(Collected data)

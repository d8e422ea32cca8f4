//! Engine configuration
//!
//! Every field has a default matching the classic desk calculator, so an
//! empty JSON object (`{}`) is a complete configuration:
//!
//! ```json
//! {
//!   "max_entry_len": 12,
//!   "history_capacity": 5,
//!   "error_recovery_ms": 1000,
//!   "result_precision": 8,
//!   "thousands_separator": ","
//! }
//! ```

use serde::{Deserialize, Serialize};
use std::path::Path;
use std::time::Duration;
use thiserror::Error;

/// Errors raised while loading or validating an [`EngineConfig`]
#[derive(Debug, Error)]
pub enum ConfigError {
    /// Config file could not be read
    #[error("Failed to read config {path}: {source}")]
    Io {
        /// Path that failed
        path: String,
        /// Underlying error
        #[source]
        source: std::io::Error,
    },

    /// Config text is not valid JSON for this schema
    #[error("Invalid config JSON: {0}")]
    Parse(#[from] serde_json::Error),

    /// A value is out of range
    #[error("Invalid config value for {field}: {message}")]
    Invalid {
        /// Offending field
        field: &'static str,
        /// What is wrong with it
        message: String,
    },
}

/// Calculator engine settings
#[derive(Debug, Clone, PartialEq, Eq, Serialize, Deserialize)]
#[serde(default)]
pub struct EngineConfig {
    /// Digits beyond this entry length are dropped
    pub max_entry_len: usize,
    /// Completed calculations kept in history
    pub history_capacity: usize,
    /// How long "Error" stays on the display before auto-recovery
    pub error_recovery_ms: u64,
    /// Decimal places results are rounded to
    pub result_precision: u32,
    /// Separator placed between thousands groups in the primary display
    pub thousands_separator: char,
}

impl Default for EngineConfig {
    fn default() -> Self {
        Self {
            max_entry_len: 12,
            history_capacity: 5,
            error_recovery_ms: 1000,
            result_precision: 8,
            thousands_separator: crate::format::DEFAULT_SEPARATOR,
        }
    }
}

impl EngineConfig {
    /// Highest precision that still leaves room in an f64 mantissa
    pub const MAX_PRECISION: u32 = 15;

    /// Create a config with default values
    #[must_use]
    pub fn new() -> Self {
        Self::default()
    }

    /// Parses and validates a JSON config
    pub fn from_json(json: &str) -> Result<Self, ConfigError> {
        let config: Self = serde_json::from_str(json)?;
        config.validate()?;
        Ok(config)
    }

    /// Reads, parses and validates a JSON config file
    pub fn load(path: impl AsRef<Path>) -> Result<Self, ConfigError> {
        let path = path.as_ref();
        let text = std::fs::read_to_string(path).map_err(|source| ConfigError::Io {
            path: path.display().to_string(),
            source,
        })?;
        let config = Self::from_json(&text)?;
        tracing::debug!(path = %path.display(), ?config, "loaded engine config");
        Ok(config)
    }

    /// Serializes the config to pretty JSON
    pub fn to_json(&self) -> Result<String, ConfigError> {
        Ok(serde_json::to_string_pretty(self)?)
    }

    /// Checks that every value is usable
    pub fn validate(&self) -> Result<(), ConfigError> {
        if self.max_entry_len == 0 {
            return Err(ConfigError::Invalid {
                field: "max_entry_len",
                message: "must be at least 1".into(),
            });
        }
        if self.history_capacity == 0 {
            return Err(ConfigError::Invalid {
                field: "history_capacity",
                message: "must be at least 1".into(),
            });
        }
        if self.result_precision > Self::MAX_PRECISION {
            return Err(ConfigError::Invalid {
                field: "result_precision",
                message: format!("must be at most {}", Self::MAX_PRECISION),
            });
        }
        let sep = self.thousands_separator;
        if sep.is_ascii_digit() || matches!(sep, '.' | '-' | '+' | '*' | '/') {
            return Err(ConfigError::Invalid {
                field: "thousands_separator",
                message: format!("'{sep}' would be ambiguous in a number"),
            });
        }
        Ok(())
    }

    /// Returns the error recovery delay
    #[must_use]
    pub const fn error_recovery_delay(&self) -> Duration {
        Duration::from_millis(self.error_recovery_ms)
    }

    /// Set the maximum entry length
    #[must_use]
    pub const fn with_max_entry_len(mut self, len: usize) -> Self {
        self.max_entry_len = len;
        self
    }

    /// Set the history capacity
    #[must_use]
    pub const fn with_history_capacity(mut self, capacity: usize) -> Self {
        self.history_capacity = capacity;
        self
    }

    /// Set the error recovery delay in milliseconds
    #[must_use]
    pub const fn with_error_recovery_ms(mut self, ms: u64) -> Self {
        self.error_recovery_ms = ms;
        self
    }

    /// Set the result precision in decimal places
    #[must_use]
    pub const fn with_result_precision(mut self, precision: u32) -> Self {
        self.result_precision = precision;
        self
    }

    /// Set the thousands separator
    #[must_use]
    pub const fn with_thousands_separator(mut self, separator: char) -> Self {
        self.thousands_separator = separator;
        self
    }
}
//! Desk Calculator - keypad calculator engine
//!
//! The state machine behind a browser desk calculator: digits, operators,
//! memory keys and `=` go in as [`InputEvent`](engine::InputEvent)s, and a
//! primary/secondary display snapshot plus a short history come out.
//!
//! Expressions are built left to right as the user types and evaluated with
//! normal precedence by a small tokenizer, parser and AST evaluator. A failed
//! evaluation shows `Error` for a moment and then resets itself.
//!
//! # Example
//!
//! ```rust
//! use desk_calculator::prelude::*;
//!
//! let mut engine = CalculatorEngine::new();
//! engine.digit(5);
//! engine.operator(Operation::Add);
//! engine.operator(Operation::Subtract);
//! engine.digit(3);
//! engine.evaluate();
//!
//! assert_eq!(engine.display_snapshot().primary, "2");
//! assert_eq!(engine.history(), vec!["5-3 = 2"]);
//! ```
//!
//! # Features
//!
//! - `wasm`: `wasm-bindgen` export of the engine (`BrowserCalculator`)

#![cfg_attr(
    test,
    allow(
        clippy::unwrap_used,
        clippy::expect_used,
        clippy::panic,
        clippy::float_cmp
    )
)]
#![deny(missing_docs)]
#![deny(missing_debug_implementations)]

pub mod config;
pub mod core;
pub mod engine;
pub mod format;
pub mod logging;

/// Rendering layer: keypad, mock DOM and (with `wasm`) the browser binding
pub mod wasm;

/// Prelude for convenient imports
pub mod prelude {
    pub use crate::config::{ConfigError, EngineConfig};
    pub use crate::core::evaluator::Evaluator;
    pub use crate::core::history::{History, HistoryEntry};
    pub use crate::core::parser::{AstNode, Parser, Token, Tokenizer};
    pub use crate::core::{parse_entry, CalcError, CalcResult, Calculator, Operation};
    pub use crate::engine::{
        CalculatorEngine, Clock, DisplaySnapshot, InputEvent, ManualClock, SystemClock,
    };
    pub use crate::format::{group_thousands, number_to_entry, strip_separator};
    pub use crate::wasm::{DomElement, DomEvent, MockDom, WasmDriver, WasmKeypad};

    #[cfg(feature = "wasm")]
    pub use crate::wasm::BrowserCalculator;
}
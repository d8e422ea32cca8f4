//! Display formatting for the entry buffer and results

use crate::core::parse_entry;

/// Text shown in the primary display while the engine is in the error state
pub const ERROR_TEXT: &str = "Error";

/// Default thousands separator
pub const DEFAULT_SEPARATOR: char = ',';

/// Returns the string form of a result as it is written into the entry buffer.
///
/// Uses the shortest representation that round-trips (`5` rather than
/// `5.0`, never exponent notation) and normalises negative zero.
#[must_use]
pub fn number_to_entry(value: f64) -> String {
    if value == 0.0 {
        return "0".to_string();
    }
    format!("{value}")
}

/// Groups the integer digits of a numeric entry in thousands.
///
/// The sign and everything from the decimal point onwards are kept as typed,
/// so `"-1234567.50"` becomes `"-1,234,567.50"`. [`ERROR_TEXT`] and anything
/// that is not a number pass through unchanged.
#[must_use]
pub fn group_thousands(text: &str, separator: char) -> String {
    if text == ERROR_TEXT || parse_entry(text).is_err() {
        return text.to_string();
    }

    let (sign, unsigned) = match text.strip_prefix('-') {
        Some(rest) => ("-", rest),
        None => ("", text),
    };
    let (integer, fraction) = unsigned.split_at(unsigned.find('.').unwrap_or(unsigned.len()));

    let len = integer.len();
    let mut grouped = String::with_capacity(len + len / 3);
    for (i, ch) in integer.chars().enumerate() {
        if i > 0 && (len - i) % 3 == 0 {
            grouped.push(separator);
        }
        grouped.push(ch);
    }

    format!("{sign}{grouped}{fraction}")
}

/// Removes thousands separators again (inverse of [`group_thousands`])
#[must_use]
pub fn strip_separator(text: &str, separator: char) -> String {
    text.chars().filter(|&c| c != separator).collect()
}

THE TASK =
From the opening line of the data above through the line holding "groups in the primary display", give every line again exactly as it stands.

WRITTEN SOLUTION =
repository d8e422ea32cca8f4
//! Engine configuration
//!
//! Every field has a default matching the classic desk calculator, so an
//! empty JSON object (`{}`) is a complete configuration:
//!
//! ```json
//! {
//!   "max_entry_len": 12,
//!   "history_capacity": 5,
//!   "error_recovery_ms": 1000,
//!   "result_precision": 8,
//!   "thousands_separator": ","
//! }
//! ```

use serde::{Deserialize, Serialize};
use std::path::Path;
use std::time::Duration;
use thiserror::Error;

/// Errors raised while loading or validating an [`EngineConfig`]
#[derive(Debug, Error)]
pub enum ConfigError {
    /// Config file could not be read
    #[error("Failed to read config {path}: {source}")]
    Io {
        /// Path that failed
        path: String,
        /// Underlying error
        #[source]
        source: std::io::Error,
    },

    /// Config text is not valid JSON for this schema
    #[error("Invalid config JSON: {0}")]
    Parse(#[from] serde_json::Error),

    /// A value is out of range
    #[error("Invalid config value for {field}: {message}")]
    Invalid {
        /// Offending field
        field: &'static str,
        /// What is wrong with it
        message: String,
    },
}

/// Calculator engine settings
#[derive(Debug, Clone, PartialEq, Eq, Serialize, Deserialize)]
#[serde(default)]
pub struct EngineConfig {
    /// Digits beyond this entry length are dropped
    pub max_entry_len: usize,
    /// Completed calculations kept in history
    pub history_capacity: usize,
    /// How long "Error" stays on the display before auto-recovery
    pub error_recovery_ms: u64,
    /// Decimal places results are rounded to
    pub result_precision: u32,
    /// Separator placed between thousands groups in the primary display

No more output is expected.